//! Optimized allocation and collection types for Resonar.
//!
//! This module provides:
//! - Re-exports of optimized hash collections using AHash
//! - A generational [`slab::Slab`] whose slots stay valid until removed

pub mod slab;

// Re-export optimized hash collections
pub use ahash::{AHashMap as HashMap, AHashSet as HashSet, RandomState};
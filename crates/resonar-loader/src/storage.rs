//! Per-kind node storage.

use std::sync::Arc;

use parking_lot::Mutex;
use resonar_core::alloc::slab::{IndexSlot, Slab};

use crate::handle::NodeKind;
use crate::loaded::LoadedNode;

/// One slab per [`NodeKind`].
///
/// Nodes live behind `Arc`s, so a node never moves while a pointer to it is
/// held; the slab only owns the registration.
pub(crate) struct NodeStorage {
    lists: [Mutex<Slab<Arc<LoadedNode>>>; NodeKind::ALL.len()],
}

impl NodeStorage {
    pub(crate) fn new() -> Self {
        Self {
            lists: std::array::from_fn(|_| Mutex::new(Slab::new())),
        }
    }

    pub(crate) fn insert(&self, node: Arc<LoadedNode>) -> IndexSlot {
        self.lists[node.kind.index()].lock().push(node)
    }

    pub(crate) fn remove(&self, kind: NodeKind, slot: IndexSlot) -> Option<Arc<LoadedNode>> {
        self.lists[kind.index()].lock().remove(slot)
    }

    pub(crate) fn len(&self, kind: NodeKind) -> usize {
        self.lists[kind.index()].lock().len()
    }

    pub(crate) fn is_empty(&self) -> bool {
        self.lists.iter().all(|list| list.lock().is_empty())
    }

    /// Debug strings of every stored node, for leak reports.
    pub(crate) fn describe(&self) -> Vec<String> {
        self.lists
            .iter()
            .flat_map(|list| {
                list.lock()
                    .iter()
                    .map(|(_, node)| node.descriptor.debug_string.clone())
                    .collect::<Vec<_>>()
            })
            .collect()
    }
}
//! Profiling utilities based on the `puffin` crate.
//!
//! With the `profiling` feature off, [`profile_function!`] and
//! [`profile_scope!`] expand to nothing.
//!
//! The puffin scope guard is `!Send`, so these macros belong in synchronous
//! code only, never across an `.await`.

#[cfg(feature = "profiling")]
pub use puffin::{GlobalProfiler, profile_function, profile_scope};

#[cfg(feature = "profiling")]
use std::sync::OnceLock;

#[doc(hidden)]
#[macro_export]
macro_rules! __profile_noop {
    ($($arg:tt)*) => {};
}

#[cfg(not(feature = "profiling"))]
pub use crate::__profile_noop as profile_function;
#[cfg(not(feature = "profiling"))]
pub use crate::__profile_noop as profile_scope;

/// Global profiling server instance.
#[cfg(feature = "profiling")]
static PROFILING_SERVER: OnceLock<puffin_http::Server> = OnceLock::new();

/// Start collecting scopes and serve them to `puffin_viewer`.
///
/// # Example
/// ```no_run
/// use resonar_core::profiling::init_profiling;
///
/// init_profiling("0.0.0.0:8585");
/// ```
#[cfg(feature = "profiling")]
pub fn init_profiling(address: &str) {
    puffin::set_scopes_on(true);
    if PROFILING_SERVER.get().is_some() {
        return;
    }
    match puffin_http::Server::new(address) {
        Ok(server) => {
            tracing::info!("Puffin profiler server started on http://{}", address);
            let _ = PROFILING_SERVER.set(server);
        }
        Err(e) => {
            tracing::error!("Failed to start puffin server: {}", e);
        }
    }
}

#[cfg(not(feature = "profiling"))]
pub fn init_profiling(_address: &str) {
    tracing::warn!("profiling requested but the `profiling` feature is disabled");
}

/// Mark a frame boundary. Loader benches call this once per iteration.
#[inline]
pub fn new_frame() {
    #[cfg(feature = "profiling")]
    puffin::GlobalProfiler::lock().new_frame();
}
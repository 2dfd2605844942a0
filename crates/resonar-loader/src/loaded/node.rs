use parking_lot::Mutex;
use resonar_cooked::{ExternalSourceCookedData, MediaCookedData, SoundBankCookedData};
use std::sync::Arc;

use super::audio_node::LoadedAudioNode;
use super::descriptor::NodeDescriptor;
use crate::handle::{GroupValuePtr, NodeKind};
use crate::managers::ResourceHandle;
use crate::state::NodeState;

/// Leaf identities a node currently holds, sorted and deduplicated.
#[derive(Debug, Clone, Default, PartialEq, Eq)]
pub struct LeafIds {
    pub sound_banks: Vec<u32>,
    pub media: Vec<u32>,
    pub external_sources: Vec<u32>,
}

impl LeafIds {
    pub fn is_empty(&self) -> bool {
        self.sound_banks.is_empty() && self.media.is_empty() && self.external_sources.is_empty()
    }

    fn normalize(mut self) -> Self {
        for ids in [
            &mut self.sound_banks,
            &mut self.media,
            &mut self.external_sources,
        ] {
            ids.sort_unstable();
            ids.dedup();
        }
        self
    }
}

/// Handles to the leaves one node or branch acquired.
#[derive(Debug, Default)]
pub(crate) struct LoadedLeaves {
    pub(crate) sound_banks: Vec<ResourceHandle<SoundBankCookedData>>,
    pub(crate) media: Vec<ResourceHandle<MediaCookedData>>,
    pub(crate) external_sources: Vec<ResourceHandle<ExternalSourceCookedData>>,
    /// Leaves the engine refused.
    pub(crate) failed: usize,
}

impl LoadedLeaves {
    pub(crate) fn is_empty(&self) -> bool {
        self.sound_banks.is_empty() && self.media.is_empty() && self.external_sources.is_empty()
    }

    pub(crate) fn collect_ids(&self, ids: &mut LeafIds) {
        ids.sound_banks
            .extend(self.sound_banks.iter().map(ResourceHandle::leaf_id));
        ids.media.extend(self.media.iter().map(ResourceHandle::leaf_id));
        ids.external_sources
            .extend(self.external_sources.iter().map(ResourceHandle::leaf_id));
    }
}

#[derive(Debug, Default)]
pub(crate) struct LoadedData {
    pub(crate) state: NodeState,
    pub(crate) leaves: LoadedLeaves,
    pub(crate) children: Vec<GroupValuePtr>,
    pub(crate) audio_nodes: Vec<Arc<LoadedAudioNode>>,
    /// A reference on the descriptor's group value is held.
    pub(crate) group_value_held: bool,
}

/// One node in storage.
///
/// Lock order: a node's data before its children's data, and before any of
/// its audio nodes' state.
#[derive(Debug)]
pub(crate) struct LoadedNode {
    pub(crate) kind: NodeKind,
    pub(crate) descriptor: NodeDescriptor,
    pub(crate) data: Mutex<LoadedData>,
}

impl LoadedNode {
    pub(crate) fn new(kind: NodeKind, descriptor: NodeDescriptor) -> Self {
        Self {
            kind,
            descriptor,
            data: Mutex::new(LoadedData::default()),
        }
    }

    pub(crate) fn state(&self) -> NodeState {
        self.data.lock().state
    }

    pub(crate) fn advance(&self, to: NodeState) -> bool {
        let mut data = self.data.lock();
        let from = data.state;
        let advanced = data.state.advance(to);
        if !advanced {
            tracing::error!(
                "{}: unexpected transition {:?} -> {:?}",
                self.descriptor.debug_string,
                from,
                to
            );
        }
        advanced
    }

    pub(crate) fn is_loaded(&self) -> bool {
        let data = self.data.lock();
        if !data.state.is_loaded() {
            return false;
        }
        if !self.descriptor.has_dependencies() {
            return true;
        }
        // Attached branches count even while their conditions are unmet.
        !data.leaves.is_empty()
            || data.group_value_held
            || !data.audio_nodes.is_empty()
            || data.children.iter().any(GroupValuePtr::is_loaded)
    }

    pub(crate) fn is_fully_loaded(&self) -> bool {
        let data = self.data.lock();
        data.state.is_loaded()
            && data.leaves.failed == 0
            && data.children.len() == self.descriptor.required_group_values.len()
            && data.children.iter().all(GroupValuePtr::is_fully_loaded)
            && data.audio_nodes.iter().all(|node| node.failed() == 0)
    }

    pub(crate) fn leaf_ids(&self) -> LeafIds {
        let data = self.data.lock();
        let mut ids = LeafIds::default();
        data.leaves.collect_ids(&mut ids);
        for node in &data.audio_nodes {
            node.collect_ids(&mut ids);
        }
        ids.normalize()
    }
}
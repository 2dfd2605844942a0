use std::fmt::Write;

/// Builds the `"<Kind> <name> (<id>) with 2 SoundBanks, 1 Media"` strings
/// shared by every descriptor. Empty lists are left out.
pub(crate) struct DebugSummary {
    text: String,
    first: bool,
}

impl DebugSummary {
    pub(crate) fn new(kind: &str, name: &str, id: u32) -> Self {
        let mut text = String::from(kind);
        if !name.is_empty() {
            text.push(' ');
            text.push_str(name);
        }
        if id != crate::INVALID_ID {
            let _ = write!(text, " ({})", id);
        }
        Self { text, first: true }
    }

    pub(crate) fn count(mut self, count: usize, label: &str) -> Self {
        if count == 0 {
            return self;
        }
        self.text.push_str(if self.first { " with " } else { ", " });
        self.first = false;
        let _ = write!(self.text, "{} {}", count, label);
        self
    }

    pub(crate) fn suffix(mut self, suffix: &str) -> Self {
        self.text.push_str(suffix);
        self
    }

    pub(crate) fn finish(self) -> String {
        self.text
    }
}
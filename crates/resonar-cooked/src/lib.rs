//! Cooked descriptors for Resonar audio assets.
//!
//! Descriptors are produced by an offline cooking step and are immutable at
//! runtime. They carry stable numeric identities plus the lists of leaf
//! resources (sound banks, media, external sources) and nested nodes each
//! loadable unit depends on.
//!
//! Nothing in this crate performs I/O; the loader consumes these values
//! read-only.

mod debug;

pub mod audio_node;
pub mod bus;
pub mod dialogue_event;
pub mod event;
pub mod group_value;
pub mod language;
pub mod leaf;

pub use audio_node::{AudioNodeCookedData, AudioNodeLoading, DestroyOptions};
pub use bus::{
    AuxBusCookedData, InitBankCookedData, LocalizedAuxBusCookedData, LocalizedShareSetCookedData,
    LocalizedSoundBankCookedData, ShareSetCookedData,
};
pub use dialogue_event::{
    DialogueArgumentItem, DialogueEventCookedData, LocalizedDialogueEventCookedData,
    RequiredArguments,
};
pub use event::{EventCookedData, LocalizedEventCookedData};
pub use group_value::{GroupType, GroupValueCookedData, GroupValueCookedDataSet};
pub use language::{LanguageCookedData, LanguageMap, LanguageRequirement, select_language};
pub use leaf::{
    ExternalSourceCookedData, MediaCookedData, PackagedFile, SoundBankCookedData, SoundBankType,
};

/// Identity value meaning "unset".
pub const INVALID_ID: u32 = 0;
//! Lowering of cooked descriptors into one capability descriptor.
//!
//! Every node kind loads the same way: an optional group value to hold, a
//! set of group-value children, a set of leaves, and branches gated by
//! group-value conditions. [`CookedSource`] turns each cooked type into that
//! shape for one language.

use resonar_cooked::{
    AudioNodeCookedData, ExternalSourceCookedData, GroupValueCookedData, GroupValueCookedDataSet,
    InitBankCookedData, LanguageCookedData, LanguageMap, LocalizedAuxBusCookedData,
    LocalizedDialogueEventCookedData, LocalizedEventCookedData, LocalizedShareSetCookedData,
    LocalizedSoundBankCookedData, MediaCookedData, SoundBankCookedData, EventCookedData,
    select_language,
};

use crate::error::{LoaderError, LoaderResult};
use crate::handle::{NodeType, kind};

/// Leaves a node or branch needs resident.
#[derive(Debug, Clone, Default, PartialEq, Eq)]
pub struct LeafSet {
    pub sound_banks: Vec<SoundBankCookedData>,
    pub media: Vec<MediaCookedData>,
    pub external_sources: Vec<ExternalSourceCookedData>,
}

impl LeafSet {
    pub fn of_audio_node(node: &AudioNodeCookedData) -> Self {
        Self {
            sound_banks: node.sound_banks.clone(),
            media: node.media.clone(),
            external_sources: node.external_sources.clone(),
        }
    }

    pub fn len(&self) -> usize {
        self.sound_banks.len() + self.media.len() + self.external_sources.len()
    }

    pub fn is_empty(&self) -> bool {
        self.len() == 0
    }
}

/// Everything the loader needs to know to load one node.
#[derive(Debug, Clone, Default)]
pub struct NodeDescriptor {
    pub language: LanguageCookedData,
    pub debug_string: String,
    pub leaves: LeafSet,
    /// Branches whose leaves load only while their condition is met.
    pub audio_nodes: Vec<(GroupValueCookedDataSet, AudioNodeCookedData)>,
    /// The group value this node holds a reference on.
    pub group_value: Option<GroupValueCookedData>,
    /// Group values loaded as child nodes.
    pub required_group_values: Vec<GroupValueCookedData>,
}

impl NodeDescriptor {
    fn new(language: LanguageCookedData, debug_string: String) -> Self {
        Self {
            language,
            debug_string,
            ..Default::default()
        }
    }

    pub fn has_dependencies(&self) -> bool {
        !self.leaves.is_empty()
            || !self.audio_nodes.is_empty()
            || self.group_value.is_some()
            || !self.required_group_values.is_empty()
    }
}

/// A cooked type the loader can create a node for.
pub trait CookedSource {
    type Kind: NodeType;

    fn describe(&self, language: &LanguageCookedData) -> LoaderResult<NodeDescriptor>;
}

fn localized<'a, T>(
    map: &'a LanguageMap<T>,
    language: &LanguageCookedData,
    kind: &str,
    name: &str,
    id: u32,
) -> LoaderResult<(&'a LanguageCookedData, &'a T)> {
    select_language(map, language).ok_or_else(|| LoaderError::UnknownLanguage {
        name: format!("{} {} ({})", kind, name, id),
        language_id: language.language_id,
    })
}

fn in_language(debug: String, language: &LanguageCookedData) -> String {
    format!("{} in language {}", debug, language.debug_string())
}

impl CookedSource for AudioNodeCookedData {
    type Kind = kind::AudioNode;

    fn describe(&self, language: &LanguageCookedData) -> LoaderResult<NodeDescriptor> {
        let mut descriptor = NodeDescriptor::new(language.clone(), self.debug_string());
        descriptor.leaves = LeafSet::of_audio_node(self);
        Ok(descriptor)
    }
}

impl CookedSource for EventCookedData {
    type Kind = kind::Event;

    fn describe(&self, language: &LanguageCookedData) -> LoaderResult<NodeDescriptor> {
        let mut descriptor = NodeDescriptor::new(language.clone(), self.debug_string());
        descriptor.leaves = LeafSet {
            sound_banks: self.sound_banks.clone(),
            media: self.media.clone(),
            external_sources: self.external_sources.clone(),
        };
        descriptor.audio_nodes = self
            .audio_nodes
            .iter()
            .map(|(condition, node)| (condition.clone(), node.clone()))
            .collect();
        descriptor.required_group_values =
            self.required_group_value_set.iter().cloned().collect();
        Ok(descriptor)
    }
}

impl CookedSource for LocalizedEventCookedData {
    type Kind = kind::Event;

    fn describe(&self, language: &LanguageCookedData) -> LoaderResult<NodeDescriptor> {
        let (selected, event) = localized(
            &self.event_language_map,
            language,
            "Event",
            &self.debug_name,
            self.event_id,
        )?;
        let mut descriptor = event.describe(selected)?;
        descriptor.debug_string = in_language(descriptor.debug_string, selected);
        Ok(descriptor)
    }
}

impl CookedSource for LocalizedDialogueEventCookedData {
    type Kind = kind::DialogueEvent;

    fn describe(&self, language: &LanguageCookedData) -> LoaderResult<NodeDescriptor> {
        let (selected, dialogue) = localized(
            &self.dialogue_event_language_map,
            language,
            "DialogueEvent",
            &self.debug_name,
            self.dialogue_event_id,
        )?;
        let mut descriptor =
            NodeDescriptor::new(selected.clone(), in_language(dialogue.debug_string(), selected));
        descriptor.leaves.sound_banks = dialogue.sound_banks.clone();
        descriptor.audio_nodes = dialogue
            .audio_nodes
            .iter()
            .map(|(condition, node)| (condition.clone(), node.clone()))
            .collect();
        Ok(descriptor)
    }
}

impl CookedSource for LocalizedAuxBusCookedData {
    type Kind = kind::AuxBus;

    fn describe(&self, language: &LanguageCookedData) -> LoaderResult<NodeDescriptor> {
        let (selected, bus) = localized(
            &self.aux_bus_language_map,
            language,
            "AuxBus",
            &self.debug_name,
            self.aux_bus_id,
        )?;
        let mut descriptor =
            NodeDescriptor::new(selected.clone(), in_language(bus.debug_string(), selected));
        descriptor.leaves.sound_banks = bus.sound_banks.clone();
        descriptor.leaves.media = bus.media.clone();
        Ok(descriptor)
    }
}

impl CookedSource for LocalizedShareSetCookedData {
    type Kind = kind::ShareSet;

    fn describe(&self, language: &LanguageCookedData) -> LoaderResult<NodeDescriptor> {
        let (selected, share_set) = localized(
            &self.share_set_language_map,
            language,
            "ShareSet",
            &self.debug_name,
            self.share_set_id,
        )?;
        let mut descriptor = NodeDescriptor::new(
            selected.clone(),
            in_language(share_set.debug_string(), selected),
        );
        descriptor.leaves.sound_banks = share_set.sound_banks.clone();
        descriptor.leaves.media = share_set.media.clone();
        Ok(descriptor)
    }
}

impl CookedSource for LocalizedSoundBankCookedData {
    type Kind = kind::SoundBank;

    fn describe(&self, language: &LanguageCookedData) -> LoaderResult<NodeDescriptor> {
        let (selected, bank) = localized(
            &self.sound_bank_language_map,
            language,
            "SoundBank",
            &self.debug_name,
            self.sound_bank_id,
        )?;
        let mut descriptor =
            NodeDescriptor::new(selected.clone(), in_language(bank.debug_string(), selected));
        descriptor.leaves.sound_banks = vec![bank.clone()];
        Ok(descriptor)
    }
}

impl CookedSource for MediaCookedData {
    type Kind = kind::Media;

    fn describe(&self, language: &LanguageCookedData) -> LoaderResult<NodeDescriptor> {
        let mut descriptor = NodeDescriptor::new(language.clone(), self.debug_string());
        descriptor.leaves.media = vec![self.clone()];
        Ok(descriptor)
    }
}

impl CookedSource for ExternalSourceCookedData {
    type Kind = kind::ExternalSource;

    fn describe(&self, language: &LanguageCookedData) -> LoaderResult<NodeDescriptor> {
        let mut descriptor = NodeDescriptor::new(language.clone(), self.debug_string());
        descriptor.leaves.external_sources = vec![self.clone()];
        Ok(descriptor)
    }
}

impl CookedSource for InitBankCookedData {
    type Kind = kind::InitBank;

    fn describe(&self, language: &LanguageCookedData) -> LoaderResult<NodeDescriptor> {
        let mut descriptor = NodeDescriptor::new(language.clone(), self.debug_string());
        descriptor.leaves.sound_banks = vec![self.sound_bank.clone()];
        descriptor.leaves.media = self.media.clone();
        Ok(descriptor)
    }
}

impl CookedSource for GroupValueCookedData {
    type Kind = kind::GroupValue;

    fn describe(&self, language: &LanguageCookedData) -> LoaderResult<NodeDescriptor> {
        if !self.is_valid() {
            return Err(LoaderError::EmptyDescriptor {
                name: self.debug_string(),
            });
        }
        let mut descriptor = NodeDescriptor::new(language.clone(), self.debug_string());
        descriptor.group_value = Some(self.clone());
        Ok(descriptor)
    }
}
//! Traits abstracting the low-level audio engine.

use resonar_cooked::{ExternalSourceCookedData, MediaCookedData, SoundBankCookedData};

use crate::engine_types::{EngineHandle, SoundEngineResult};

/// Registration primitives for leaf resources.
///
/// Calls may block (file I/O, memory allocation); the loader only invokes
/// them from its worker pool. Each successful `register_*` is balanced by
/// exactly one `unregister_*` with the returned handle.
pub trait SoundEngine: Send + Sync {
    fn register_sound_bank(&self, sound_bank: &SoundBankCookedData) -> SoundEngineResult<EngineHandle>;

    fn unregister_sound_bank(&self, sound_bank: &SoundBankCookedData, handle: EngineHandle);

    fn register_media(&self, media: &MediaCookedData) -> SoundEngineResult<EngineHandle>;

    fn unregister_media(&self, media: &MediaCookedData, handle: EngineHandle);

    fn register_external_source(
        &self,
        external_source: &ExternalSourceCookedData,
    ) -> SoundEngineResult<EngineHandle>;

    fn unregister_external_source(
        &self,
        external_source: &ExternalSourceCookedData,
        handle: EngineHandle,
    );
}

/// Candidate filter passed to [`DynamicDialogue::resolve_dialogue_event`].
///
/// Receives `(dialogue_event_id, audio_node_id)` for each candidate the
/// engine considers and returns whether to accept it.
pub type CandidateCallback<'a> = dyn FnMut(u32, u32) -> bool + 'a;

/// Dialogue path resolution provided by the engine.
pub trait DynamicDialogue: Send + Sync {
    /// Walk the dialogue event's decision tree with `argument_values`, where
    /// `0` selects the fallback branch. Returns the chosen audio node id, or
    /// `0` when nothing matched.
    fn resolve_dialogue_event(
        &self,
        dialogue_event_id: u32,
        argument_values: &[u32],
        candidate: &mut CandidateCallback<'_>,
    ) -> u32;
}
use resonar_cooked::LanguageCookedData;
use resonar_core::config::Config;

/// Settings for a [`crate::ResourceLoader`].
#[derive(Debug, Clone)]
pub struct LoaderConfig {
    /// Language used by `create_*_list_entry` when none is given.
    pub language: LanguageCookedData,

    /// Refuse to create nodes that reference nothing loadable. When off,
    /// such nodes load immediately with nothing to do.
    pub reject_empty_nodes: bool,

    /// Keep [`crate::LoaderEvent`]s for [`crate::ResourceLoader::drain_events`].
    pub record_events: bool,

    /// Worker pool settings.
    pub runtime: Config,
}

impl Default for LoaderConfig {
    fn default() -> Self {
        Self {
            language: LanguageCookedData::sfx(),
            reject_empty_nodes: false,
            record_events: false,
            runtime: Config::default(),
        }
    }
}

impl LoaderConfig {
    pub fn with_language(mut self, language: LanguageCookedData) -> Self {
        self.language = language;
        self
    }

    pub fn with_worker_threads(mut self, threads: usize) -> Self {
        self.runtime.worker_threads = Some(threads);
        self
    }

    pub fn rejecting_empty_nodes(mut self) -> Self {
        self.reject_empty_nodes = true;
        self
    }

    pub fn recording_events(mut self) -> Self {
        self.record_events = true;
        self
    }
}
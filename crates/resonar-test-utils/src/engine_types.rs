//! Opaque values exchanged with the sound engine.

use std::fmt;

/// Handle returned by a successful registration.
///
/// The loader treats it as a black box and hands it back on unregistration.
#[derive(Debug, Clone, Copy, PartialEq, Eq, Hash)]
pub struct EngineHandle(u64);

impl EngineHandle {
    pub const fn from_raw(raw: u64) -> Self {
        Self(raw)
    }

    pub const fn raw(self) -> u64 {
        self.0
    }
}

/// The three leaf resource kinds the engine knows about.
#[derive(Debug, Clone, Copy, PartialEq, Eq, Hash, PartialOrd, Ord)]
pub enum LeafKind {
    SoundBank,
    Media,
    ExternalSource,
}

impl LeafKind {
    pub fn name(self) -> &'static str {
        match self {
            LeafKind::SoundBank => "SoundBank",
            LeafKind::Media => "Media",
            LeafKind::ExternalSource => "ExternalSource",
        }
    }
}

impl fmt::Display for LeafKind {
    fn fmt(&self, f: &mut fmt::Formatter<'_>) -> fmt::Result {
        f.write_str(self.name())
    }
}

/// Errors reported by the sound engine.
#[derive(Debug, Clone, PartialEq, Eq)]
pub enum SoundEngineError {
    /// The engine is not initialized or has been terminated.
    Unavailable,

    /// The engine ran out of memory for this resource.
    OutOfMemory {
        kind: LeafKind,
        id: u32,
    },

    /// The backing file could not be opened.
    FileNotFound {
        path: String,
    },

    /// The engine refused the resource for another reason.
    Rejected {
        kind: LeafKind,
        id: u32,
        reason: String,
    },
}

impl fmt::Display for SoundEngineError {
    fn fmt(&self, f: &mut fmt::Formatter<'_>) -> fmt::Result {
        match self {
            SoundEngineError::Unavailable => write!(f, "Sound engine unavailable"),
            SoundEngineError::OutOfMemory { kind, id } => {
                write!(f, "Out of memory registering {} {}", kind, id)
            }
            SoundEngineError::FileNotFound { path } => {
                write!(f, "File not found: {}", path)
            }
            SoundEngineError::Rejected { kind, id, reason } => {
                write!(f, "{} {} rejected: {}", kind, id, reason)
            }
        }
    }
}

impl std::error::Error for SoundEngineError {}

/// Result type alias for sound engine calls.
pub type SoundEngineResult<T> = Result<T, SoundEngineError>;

==============================

Select all lines with the word "normalize" from the entries above.

### EXPECTED ANSWER
    fn normalize(mut self) -> Self {
        ids.normalize()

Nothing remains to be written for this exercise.